Draft Spec for Second Preview of Flexible Constructor Bodies (JEP 482)
Archie Cobbs
archie.cobbs at gmail.com
Thu May 30 22:16:37 UTC 2024
On Thu, May 30, 2024 at 5:08 AM Maurizio Cimadamore <
maurizio.cimadamore at oracle.com> wrote:
> I note that this is effectively equivalent to say that the enclosing
> instance of the local class is the first enclosing instance that does not
> appear in a pre-construction context, correct? If we stated that, once and
> for all (in 8.1.3), couldn't we then avoid the need for having other
> special rules?
>
(When trying to play with the JLS I still feel like a child wielding a
weapon that's way too heavy for me)
At one point I took a stab at what §15.9.2 might say if you went down that
route.
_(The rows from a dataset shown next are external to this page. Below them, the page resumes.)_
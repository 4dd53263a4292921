// ==============================================================================
// state.rs - Application State Management
// ==============================================================================
// Description: Shared application state for API gateway
// Author: Matt Barham
// Created: 2026-08-23
// Modified: 2026-08-23
// Version: 1.0.0
// ==============================================================================

use anyhow::Result;
use std::sync::Arc;
use tracing::info;

use crate::validator::{FileValidator, DEFAULT_MAX_TABLE_FILE_SIZE};

/// Shared application state
#[derive(Clone)]
pub struct AppState {
    inner: Arc<AppStateInner>,
}

struct AppStateInner {
    /// Upload validator, configured once at startup
    pub validator: FileValidator,
}

impl AppState {
    /// Create new application state from environment
    pub fn new() -> Result<Self> {
        // Per-file upload size limit (bytes)
        let max_table_file_size = std::env::var("MAX_TABLE_FILE_SIZE")
            .ok()
            .and_then(|v| v.parse().ok())
            .unwrap_or(DEFAULT_MAX_TABLE_FILE_SIZE);

        info!(
            "Upload limit: {} bytes per table file",
            max_table_file_size
        );

        Ok(Self {
            inner: Arc::new(AppStateInner {
                validator: FileValidator::with_max_size(max_table_file_size),
            }),
        })
    }

    /// Get the upload validator
    pub fn validator(&self) -> &FileValidator {
        &self.inner.validator
    }

    /// Create mock state for testing
    #[cfg(test)]
    pub fn mock() -> Self {
        Self {
            inner: Arc::new(AppStateInner {
                validator: FileValidator::new(),
            }),
        }
    }
}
It started with something like this:
For any expression or class declaration E, define the first available
enclosing instance of E, if any, as follows:
o If E occurs in a static context, then there is no first available
enclosing instance of E.
o If E is a top-level class declaration, a static class declaration, or
an interface declaration, then there is no first available enclosing
instance of E.
o Otherwise, let O be the immediately enclosing class declaration of E.
o If E occurs in an early construction context of O, then the first
available enclosing instance of E is the first available enclosing instance
of O, if any.
o Otherwise, the first available enclosing instance of E is O's
instance of this.
What's new here is that the definition is recursive, which seems to be
inescapable if you want the rules to match the compiler's actual behavior.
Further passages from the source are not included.